Exploring transcriptomic regulation of the developing brain through integrative bioinformatics and deep learning approaches

Abstract

The mammalian brain is a remarkably complex organ whose development relies on precise molecular and cellular processes. One of the most sophisticated brain structures is the cerebral cortex. Many proteins and microRNAs play distinct roles in the posttranscriptional regulation of corticogenesis. Mutations in RNA-binding proteins and miRNAs are linked to neurodevelopmental disorders, highlighting their crucial role in central nervous system development. This doctoral thesis investigates posttranscriptional mechanisms that shape brain development, focusing on alternative splicing and microRNA regulation.
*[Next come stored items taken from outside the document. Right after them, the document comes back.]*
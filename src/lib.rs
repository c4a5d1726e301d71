pub mod ansi;
pub mod bitops;
pub mod calibration;
pub mod codec;
pub mod config;
pub mod frame;
#[cfg(feature = "store")]
pub mod store;

pub use ansi::{parse_ansi_matrix, AnsiWarning};
pub use calibration::{bit_index, blank_payloads, pixel_info, single_pixel_payload, PixelInfo};
pub use codec::{
    decode_batch, encode, matrix_to_queues, queues_to_matrix, queues_to_payloads, BitQueues,
    DecodeIssue, DecodeReport, Group, InputSource, Matrix, Payload, TypeMap,
};
pub use config::{PanelConfig, PixelType, Segment, COLS, ROWS};
pub use frame::{parse_legacy_frame, unwrap_frame, wrap_frame, wrap_legacy_frame};

use std::error::Error as StdError;
use std::fmt;

// Per-input decode problems are soft and reported through DecodeIssue
// instead of this type; see codec::decode_batch.
#[derive(Debug, Clone, PartialEq, Eq)]
pub enum Error {
    InternalError(String),
    ConfigurationError(String),
}

impl fmt::Display for Error {
    fn fmt(&self, f: &mut fmt::Formatter<'_>) -> fmt::Result {
        match self {
            Error::InternalError(msg) => write!(f, "internal codec error: {}", msg),
            Error::ConfigurationError(msg) => write!(f, "configuration error: {}", msg),
        }
    }
}

impl StdError for Error {}

pub type Result<T> = std::result::Result<T, Error>;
Premature overexpression of the RNA binding protein Rbfox2 during murine corticogenesis caused migration and differentiation defects through an altered splicing pattern, likely antagonizing PTBP2’s splicing program. In this study, it was further shown that the neuronal progenitor cell-specific miR-92a-3p repressed Rbfox2 both in vitro and in vivo, revealing a novel regulatory relationship between miRNAs and splicing factors during neural development. Furthermore, analysis of miRNAs during embryonic corticogenesis revealed clusters of coregulated miRNAs with overlapping target sets. Luciferase assays showed that such cotargeting of miRNAs enhances the repression effect on shared target mRNAs. This finding suggests a complex regulatory network where multiple miRNAs cooperatively fine-tune gene expression during brain development. To support future research, two computational tools were developed: a web portal (www.cortexa-rna.com) providing access to neocortex/hippocampus RNA-sequencing datasets, improving the accessibility of transcriptomic data to the broader scientific community. Additionally, I implemented a deep learning framework for denoising functional imaging recordings. This computational tool enables the validation of molecular changes in synaptic function at single synapse resolution, bridging the gap between molecular alterations (including splicing-induced changes) and their functional consequences in neurons.